TO DO
Pull each line with the string "direction" from the entries.

[Collected data entries]
***

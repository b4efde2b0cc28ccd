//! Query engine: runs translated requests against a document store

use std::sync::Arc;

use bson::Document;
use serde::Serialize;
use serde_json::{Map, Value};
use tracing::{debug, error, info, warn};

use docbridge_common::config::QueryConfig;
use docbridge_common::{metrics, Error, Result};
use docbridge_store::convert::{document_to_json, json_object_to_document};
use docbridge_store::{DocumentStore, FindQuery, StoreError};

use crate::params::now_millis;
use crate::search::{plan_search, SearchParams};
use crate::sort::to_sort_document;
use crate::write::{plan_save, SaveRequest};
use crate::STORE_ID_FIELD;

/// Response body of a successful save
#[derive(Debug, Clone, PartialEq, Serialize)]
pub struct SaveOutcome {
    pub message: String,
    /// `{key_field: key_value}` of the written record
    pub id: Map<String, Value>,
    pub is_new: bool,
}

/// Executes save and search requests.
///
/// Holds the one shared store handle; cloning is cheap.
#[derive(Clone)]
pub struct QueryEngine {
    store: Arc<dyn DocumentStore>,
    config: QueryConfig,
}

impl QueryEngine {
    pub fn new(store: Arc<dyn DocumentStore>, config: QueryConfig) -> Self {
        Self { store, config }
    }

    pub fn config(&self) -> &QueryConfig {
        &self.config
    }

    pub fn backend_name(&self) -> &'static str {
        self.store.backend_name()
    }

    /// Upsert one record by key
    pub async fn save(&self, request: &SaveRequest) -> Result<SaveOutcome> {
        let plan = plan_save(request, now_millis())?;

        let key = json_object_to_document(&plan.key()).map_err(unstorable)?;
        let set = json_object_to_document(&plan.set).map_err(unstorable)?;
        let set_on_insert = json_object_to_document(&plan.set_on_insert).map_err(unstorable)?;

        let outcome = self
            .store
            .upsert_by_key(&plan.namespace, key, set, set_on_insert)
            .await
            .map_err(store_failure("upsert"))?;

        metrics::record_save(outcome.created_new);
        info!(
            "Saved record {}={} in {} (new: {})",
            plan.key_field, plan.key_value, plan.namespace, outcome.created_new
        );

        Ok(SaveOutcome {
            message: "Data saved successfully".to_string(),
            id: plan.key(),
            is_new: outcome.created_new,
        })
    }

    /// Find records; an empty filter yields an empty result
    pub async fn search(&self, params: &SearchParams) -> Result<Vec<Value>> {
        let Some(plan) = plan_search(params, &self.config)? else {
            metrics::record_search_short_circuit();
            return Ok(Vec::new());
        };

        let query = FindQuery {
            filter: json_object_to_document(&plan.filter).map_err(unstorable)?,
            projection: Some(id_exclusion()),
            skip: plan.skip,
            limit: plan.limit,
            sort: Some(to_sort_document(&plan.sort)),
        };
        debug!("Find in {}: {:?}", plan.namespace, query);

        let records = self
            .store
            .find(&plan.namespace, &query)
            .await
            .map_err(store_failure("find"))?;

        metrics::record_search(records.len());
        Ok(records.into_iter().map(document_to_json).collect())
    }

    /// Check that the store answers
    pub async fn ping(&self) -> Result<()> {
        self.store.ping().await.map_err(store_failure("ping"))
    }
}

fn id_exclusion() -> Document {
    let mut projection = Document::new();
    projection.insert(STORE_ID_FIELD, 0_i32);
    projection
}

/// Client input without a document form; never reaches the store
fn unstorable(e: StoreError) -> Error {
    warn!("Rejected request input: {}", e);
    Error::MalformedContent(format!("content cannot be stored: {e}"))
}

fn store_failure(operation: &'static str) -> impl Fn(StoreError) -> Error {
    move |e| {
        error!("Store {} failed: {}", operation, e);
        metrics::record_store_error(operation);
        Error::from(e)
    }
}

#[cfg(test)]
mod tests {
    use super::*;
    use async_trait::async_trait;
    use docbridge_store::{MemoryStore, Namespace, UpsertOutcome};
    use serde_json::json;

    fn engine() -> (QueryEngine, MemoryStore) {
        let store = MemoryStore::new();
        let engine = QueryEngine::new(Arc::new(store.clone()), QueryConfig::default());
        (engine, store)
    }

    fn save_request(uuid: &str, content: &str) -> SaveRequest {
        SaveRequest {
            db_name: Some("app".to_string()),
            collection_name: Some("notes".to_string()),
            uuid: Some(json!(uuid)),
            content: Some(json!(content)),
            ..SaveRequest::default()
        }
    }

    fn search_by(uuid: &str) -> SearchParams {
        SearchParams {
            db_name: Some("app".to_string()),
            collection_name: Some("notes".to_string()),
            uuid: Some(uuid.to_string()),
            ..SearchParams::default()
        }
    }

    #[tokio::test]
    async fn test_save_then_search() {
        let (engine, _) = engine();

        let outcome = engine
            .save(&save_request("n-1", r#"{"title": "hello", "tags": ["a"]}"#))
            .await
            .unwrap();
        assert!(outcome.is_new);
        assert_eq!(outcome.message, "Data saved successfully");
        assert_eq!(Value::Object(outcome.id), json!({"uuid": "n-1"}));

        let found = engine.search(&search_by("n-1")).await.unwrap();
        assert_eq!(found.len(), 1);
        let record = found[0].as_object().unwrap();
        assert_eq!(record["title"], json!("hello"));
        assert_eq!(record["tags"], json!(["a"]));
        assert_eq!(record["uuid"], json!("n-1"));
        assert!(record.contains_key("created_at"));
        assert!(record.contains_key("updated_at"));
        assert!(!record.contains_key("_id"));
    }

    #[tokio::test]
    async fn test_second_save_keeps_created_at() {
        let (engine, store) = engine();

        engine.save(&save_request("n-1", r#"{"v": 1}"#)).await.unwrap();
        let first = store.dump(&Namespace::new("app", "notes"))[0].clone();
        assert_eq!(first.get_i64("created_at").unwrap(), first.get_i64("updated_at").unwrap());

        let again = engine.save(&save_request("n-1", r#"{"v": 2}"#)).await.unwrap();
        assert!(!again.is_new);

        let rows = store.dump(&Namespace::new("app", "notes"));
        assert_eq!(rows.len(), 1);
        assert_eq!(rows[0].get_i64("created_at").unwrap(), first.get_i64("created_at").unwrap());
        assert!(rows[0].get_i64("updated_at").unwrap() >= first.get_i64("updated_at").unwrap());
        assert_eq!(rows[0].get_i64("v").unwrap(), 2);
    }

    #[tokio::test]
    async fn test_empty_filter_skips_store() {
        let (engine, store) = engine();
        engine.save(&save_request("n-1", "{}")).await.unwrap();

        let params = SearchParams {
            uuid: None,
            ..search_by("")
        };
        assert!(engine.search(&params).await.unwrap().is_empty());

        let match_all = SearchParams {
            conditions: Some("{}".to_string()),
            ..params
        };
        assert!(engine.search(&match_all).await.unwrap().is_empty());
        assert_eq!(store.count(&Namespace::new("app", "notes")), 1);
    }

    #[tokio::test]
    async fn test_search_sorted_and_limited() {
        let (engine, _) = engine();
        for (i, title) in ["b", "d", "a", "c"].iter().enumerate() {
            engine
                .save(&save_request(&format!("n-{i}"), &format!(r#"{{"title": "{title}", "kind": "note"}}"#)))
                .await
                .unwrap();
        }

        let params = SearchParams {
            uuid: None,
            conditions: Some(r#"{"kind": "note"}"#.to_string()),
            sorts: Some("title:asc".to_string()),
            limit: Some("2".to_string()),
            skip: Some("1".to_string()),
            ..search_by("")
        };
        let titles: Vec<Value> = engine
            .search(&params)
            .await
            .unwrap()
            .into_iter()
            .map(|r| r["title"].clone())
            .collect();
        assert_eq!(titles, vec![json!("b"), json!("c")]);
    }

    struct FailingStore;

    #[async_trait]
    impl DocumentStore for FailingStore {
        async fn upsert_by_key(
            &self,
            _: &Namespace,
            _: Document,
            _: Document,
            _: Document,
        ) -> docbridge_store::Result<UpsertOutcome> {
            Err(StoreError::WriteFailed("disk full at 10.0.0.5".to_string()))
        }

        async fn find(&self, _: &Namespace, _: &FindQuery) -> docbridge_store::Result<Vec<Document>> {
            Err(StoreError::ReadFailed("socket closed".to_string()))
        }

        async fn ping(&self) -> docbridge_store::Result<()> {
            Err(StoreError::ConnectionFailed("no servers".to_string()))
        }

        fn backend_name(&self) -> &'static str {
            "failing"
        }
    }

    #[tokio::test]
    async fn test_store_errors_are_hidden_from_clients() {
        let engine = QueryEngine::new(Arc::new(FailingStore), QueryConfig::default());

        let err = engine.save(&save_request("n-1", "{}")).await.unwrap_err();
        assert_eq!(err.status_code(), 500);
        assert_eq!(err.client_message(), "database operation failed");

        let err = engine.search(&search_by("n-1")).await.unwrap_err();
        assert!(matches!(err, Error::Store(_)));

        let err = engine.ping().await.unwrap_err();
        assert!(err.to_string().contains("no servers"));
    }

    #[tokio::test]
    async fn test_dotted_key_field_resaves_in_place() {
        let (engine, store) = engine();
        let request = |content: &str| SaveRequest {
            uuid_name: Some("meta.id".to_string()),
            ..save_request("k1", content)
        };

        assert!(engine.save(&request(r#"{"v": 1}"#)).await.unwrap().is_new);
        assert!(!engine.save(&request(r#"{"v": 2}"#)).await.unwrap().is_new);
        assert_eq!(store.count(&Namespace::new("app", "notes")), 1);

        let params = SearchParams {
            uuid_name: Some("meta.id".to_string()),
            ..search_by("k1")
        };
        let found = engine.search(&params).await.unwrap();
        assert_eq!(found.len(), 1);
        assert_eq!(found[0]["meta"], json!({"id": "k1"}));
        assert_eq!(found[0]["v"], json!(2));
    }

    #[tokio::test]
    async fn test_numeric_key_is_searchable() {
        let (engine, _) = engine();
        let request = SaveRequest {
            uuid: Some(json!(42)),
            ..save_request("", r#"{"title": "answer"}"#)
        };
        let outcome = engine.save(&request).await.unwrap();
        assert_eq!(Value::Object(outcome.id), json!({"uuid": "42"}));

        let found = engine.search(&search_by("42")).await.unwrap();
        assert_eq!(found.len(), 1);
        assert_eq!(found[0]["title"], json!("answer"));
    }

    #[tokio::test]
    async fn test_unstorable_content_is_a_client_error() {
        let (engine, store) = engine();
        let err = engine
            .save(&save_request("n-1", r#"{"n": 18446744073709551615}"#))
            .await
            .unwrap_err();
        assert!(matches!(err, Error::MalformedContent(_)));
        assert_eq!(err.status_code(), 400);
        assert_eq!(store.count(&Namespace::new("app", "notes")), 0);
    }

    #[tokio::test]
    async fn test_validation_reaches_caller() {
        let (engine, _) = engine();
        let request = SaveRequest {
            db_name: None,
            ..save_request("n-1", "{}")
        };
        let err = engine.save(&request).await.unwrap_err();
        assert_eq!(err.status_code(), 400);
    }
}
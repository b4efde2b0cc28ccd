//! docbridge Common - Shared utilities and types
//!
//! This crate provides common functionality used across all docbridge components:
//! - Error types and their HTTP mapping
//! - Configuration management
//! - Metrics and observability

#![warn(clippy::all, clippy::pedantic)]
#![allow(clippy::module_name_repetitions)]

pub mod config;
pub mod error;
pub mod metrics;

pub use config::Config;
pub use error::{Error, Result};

***

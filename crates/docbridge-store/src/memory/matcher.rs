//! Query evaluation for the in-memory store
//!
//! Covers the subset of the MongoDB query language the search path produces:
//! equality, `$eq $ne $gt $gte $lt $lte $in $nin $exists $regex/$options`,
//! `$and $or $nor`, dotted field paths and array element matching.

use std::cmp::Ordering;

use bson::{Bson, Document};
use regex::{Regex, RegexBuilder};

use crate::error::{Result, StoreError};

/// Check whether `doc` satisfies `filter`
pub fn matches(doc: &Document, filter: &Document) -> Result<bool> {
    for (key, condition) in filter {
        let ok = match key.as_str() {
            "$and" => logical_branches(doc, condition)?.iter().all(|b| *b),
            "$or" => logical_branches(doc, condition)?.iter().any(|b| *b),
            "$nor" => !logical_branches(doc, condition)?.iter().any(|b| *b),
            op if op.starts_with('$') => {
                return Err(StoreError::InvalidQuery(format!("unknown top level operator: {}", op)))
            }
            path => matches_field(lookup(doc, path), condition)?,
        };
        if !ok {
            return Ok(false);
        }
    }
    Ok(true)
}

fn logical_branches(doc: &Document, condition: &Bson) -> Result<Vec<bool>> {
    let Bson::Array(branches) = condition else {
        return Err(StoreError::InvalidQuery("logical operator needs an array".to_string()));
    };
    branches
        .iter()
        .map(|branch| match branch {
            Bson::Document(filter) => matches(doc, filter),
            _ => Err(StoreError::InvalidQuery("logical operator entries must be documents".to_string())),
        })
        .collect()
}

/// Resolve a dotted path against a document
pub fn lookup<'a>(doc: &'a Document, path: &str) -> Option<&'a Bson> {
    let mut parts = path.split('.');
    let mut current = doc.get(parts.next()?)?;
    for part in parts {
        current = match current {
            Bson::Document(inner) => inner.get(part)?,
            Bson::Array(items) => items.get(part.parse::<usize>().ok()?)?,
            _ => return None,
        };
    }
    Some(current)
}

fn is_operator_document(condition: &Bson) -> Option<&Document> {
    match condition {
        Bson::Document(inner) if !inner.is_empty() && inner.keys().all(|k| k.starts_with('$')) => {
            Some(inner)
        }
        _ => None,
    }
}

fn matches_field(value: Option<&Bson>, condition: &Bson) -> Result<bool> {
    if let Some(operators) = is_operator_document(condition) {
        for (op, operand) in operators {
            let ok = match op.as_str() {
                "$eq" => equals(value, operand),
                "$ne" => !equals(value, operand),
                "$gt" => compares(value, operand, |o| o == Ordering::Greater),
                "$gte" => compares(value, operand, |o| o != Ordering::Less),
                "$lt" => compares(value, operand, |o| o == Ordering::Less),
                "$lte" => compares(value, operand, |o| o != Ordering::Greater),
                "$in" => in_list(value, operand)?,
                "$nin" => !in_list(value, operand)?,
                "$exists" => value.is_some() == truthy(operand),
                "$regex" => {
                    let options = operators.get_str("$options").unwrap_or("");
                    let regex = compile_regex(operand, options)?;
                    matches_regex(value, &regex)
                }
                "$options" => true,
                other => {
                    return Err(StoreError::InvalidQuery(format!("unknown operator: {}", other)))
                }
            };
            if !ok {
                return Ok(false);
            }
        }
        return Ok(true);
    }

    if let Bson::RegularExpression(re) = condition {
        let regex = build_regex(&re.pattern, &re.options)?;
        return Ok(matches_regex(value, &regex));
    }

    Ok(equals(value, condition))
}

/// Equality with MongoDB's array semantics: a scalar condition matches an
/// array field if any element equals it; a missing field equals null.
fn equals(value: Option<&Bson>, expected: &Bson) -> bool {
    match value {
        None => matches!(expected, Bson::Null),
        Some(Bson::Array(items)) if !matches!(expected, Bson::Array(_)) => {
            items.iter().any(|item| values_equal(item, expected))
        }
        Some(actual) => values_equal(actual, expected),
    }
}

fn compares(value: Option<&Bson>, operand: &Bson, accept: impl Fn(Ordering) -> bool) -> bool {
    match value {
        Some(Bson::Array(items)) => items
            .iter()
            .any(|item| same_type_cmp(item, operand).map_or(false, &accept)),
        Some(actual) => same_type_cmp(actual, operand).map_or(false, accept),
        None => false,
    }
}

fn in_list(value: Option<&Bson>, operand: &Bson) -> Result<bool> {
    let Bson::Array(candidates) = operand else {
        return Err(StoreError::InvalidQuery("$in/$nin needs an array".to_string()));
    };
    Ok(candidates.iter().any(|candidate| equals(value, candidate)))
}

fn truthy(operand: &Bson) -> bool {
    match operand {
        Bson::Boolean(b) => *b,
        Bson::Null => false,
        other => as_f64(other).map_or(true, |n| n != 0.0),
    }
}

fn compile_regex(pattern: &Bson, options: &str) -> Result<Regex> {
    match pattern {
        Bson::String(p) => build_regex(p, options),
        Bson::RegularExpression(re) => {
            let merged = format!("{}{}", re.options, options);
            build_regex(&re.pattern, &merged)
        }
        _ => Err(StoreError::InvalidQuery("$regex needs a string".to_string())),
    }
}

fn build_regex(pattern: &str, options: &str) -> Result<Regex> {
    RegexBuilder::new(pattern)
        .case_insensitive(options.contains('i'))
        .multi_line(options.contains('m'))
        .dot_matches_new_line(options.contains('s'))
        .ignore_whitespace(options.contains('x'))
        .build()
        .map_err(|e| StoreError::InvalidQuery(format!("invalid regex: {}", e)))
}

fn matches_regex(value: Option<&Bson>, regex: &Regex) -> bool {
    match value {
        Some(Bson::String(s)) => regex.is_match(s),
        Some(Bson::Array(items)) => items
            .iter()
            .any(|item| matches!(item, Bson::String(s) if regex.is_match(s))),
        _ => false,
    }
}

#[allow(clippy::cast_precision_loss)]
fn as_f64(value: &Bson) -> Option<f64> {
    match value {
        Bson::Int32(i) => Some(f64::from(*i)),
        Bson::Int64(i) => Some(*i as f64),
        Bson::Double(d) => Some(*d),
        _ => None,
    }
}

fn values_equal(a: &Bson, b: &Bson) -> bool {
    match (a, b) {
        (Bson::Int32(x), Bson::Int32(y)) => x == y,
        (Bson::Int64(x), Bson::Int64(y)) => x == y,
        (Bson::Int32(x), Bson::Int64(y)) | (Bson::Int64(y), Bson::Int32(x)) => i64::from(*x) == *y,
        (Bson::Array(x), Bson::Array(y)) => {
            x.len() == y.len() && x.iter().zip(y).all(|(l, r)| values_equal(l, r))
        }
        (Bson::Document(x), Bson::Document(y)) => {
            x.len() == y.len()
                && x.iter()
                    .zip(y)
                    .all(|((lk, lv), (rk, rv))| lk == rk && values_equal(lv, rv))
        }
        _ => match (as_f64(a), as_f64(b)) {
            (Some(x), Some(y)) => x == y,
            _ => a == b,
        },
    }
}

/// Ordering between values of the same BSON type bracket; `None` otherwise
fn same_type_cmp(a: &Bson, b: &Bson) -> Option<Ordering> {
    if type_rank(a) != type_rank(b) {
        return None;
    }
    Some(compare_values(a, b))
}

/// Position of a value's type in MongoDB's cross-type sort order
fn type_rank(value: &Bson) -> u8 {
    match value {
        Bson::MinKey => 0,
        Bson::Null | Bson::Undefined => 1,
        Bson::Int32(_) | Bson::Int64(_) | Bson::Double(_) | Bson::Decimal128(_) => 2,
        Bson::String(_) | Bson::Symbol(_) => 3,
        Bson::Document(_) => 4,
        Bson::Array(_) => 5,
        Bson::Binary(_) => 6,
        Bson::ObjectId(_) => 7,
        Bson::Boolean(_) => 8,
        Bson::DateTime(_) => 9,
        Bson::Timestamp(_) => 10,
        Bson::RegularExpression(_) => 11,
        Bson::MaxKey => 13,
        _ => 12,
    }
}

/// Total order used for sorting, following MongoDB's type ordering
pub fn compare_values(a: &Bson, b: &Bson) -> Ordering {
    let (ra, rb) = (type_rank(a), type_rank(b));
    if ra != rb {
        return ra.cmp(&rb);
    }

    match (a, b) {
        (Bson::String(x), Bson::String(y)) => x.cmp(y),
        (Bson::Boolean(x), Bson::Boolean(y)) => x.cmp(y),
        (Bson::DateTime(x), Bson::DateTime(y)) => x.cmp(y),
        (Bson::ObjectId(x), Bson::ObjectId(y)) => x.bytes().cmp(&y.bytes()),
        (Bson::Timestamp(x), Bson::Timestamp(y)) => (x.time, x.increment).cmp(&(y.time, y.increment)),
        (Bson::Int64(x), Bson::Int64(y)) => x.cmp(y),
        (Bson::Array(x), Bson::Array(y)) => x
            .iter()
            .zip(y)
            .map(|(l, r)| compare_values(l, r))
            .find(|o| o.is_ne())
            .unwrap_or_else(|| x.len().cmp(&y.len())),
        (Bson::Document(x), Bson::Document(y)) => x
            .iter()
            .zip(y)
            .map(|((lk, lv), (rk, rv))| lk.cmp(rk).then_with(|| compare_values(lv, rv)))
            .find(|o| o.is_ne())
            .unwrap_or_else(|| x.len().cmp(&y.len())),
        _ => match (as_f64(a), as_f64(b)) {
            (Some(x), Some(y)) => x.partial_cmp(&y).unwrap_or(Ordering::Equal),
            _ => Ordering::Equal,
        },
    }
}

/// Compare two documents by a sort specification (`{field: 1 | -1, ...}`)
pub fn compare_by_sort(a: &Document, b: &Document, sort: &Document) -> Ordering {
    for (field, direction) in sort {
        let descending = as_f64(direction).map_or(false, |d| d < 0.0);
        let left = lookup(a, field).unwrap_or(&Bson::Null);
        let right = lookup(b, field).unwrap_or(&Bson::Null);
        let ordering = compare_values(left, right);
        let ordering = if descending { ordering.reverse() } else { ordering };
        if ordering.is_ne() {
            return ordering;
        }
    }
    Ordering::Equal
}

***

RESULT OF THE EXERCISE
    for (field, direction) in sort {
        let descending = as_f64(direction).map_or(false, |d| d < 0.0);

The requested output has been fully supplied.